### WHAT THIS TASK INVOLVES:
Stop at the line containing "within each plane.": every line of the listing from the first up to that one must be set down exactly.

### MATERIAL TO PROCESS:
--------------------------------

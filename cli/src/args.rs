//! Command line arguments.
//!
//! Enum options accept their full name or a few short aliases, matched case-insensitively.

use std::path::PathBuf;

use clap::builder::PossibleValue;
use clap::{Args, Parser, Subcommand, ValueEnum};
use kt_keccak::{SLICE_MASK, SliceValue};

#[derive(Parser, Debug)]
#[command(name = "keccak-tools", version, about, long_about = None)]
pub struct Cli {
    #[command(subcommand)]
    pub command: Command,
}

#[derive(Subcommand, Debug)]
pub enum Command {
    /// Write a C header of macros implementing the rounds of a Keccak-f instance.
    Macros {
        #[command(flatten)]
        instance: InstanceArgs,

        /// Schedule of the ρ/π and χ steps within each plane.
        #[arg(short, long, ignore_case = true, value_enum, default_value_t = ScheduleOptions::One)]
        schedule: ScheduleOptions,

        /// Write the bitwise operations as macros (XOR64, ANDnu64, ...).
        #[arg(short = 'm', long)]
        output_macros: bool,

        /// Also write the lane complementing variant, selected by defining UseLaneComplementing.
        #[arg(short, long)]
        lane_complementing: bool,

        /// File to write to instead of the standard output.
        #[arg(short, long)]
        output: Option<PathBuf>,
    },

    /// Print the round constants, ρ offsets and π of a Keccak-f instance.
    Display {
        #[command(flatten)]
        instance: InstanceArgs,

        /// What to print.
        #[arg(short, long, ignore_case = true, value_enum, default_value_t = TableOptions::All)]
        table: TableOptions,
    },

    /// Build, or load from the cache, the lookup table of Keccak-f[25].
    Lut {
        /// Number of rounds, 0 for the nominal 12.
        #[arg(short = 'r', long, default_value_t = 0)]
        nr_rounds: usize,

        /// Directory holding cached tables.
        #[arg(short, long, default_value = "lut-cache")]
        cache_dir: PathBuf,

        /// Inputs whose images to print, in hexadecimal.
        #[arg(short, long, value_parser = parse_slice, num_args = 0..)]
        inputs: Vec<SliceValue>,
    },
}

/// Selects the Keccak-f instance and how its lanes are split.
#[derive(Args, Debug)]
pub struct InstanceArgs {
    /// Width of the permutation: 25, 50, 100, 200, 400, 800 or 1600.
    #[arg(short, long, default_value_t = 1600)]
    pub width: usize,

    /// Number of rounds, 0 for the nominal number.
    #[arg(short = 'r', long, default_value_t = 0)]
    pub nr_rounds: usize,

    /// Number of words each lane is split into.
    #[arg(short, long, default_value_t = 1)]
    pub interleaving_factor: usize,
}

#[derive(Debug, Copy, Clone, PartialEq, Eq)]
pub enum ScheduleOptions {
    One,
    Two,
}

impl ScheduleOptions {
    pub const fn schedule_type(self) -> u32 {
        match self {
            Self::One => 1,
            Self::Two => 2,
        }
    }
}

impl ValueEnum for ScheduleOptions {
    fn value_variants<'a>() -> &'a [Self] {
        &[Self::One, Self::Two]
    }

    fn to_possible_value(&self) -> Option<PossibleValue> {
        Some(match self {
            Self::One => PossibleValue::new("1").aliases(["one", "fast"]),
            Self::Two => PossibleValue::new("2").aliases(["two", "low-register"]),
        })
    }
}

#[derive(Debug, Copy, Clone, PartialEq, Eq, ValueEnum)]
pub enum TableOptions {
    All,
    #[value(alias = "rc")]
    RoundConstants,
    #[value(alias = "rho")]
    RhoOffsets,
    Pi,
}

/// Parses a state of Keccak-f[25], with or without a `0x` prefix.
fn parse_slice(value: &str) -> Result<SliceValue, String> {
    let digits = value.trim_start_matches("0x").trim_start_matches("0X");
    let state = SliceValue::from_str_radix(digits, 16).map_err(|err| err.to_string())?;
    if state & !SLICE_MASK != 0 {
        return Err(format!("{value} does not fit in 25 bits"));
    }
    Ok(state)
}
//! Human-readable dumps of the tables the generated code is built from.
//!
//! These only read the geometry and configuration and never influence the emitted code.

use std::io::Write;

use itertools::Itertools;
use kt_keccak::{LaneIndex, deinterleave};

use crate::error::CodeGenResult;
use crate::generator::KeccakFCodeGen;

impl KeccakFCodeGen {
    /// One line per round, with every interleaved word of the constant.
    pub fn display_round_constants<W: Write>(&self, out: &mut W) -> CodeGenResult<()> {
        let s = self.config.interleaving_factor;
        let digits = self.word_size().div_ceil(4);
        writeln!(out, "Round constants of {}:", self.geometry.name())?;
        for (round, &rc) in self.geometry.round_constants().iter().enumerate() {
            let words = deinterleave(rc, self.geometry.lane_size(), s)
                .iter()
                .map(|word| format!("0x{word:0digits$X}"))
                .join(" ");
            writeln!(out, "RC[{round:2}] = {words}")?;
        }
        Ok(())
    }

    /// The ρ rotation offsets as a grid, `y` going down and `x` going right.
    ///
    /// With `modulo_word_size`, each offset is followed by its value modulo the word size.
    pub fn display_rho_offsets<W: Write>(
        &self,
        out: &mut W,
        modulo_word_size: bool,
    ) -> CodeGenResult<()> {
        let word_size = self.word_size();
        writeln!(out, "Rho offsets of {}:", self.geometry.name())?;
        for y in 0..5 {
            let row = (0..5)
                .map(|x| {
                    let offset = self.geometry.rho_offset(LaneIndex::new(x, y)) as usize;
                    if modulo_word_size {
                        format!("{offset:3} ({:2})", offset % word_size)
                    } else {
                        format!("{offset:3}")
                    }
                })
                .join(" ");
            writeln!(out, "{row}")?;
        }
        Ok(())
    }

    /// Where π sends every lane.
    pub fn display_pi<W: Write>(&self, out: &mut W) -> CodeGenResult<()> {
        writeln!(out, "Pi of {}:", self.geometry.name())?;
        for lane in LaneIndex::all() {
            let target = self.geometry.pi(lane);
            writeln!(
                out,
                "({}, {}) -> ({}, {})",
                lane.x, lane.y, target.x, target.y
            )?;
        }
        Ok(())
    }
}
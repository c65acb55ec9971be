//! Moving the state between word arrays and the lane variables of the generated code.
//!
//! The word arrays hold the state in true form, lane `x + 5y` occupying words
//! `s * (x + 5y)` to `s * (x + 5y) + s - 1` for an interleaving factor `s`. The lane
//! variables may be complemented according to a [`ChiMask`], which the copies undo.

use std::io::Write;

use kt_keccak::LaneIndex;

use crate::error::{CodeGenError, CodeGenResult};
use crate::generator::KeccakFCodeGen;
use crate::names::{NameBinding, lane_word};
use crate::polarity::ChiMask;

impl KeccakFCodeGen {
    /// Checks that `bits` covers whole lanes of the state and returns how many.
    pub(crate) fn lanes_for_rate(&self, bits: usize) -> CodeGenResult<usize> {
        let width = self.geometry.width();
        let lane_size = self.geometry.lane_size();
        if bits % lane_size != 0 || bits > width {
            return Err(CodeGenError::InvalidRate {
                bits,
                width,
                lane_size,
            });
        }
        Ok(bits / lane_size)
    }

    /// Loads the lanes `names.a` from `names.state`, XORing the first `bits_to_xor` bits of
    /// `names.input` along the way. This is where a sponge would absorb its input.
    pub fn gen_copy_from_state_and_xor<W: Write>(
        &self,
        out: &mut W,
        bits_to_xor: usize,
        polarity: ChiMask,
        names: &NameBinding,
    ) -> CodeGenResult<()> {
        let lanes_to_xor = self.lanes_for_rate(bits_to_xor)?;
        let s = self.config.interleaving_factor;
        let syntax = self.syntax();

        for lane in LaneIndex::all() {
            for z in 0..s {
                let index = lane.index() * s + z;
                let mut value = syntax.not(
                    &format!("{}[{index}]", names.state),
                    polarity.is_complemented(lane),
                );
                if lane.index() < lanes_to_xor {
                    value = syntax.xor(&value, &format!("{}[{index}]", names.input));
                }
                writeln!(out, "    {} = {value};", lane_word(&names.a, lane, z, s))?;
            }
        }
        Ok(())
    }

    /// Stores the lanes `names.a` into `names.state`.
    pub fn gen_copy_to_state<W: Write>(
        &self,
        out: &mut W,
        polarity: ChiMask,
        names: &NameBinding,
    ) -> CodeGenResult<()> {
        let s = self.config.interleaving_factor;
        let syntax = self.syntax();

        for lane in LaneIndex::all() {
            for z in 0..s {
                let index = lane.index() * s + z;
                let word = lane_word(&names.a, lane, z, s);
                writeln!(
                    out,
                    "    {}[{index}] = {};",
                    names.state,
                    syntax.not(&word, polarity.is_complemented(lane))
                )?;
            }
        }
        Ok(())
    }

    /// Copies the lanes `from.a` into the lanes `to.a`, as they are.
    pub fn gen_copy_state_variables<W: Write>(
        &self,
        out: &mut W,
        from: &NameBinding,
        to: &NameBinding,
    ) -> CodeGenResult<()> {
        let s = self.config.interleaving_factor;
        for lane in LaneIndex::all() {
            for z in 0..s {
                writeln!(
                    out,
                    "    {} = {};",
                    lane_word(&to.a, lane, z, s),
                    lane_word(&from.a, lane, z, s)
                )?;
            }
        }
        Ok(())
    }
}
mod args;

use std::fs::File;
use std::io::{self, BufWriter, Write};
use std::path::Path;

use args::{Cli, Command, InstanceArgs, TableOptions};
use clap::Parser;
use kt_codegen::{CodeGenError, KeccakFCodeGen};
use kt_keccak::{GeometryError, KeccakFGeometry, SliceValue};
use kt_lut::{DiskStore, KeccakF25Lut};
use thiserror::Error;
use tracing::info;
use tracing_forest::ForestLayer;
use tracing_forest::util::LevelFilter;
use tracing_subscriber::layer::SubscriberExt;
use tracing_subscriber::util::SubscriberInitExt;
use tracing_subscriber::{EnvFilter, Registry};

#[derive(Debug, Error)]
enum CliError {
    #[error(transparent)]
    Geometry(#[from] GeometryError),

    #[error(transparent)]
    CodeGen(#[from] CodeGenError),

    #[error(transparent)]
    Io(#[from] io::Error),
}

fn main() -> Result<(), CliError> {
    let env_filter = EnvFilter::builder()
        .with_default_directive(LevelFilter::INFO.into())
        .from_env_lossy();

    Registry::default()
        .with(env_filter)
        .with(ForestLayer::default())
        .init();

    let cli = Cli::parse();

    match cli.command {
        Command::Macros {
            instance,
            schedule,
            output_macros,
            lane_complementing,
            output,
        } => {
            let mut generator = generator(&instance)?;
            generator
                .set_output_macros(output_macros)
                .set_schedule_type(schedule.schedule_type())?;
            let mut out = open_output(output.as_deref())?;
            generator.gen_macro_file(&mut out, lane_complementing)?;
            out.flush()?;
        }
        Command::Display { instance, table } => {
            let generator = generator(&instance)?;
            let mut out = io::stdout().lock();
            if matches!(table, TableOptions::All | TableOptions::RoundConstants) {
                generator.display_round_constants(&mut out)?;
            }
            if matches!(table, TableOptions::All | TableOptions::RhoOffsets) {
                generator.display_rho_offsets(&mut out, instance.interleaving_factor > 1)?;
            }
            if matches!(table, TableOptions::All | TableOptions::Pi) {
                generator.display_pi(&mut out)?;
            }
        }
        Command::Lut {
            nr_rounds,
            cache_dir,
            inputs,
        } => {
            let store = DiskStore::new(cache_dir);
            let lut = KeccakF25Lut::new(nr_rounds, &store)?;
            info!(cache = %store.path(lut.key()).display(), "table ready");
            println!(
                "{}: {} entries, {}",
                lut.key(),
                lut.len(),
                if lut.is_bijective() { "bijective" } else { "not bijective" }
            );
            for input in inputs {
                println!("{} -> {}", format_slice(input), format_slice(lut.lookup(input)));
            }
        }
    }
    Ok(())
}

fn generator(instance: &InstanceArgs) -> Result<KeccakFCodeGen, CliError> {
    let geometry = KeccakFGeometry::new(instance.width, instance.nr_rounds)?;
    let mut generator = KeccakFCodeGen::new(geometry);
    generator.set_interleaving_factor(instance.interleaving_factor)?;
    Ok(generator)
}

fn open_output(path: Option<&Path>) -> io::Result<Box<dyn Write>> {
    Ok(match path {
        Some(path) => Box::new(BufWriter::new(File::create(path)?)),
        None => Box::new(BufWriter::new(io::stdout().lock())),
    })
}

fn format_slice(value: SliceValue) -> String {
    format!("{value:#09x}")
}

--------------------------------

### FINISHED EXERCISE:
filename cli/src/args.rs
//! Command line arguments.
//!
//! Enum options accept their full name or a few short aliases, matched case-insensitively.

use std::path::PathBuf;

use clap::builder::PossibleValue;
use clap::{Args, Parser, Subcommand, ValueEnum};
use kt_keccak::{SLICE_MASK, SliceValue};

#[derive(Parser, Debug)]
#[command(name = "keccak-tools", version, about, long_about = None)]
pub struct Cli {
    #[command(subcommand)]
    pub command: Command,
}

#[derive(Subcommand, Debug)]
pub enum Command {
    /// Write a C header of macros implementing the rounds of a Keccak-f instance.
    Macros {
        #[command(flatten)]
        instance: InstanceArgs,

        /// Schedule of the ρ/π and χ steps within each plane.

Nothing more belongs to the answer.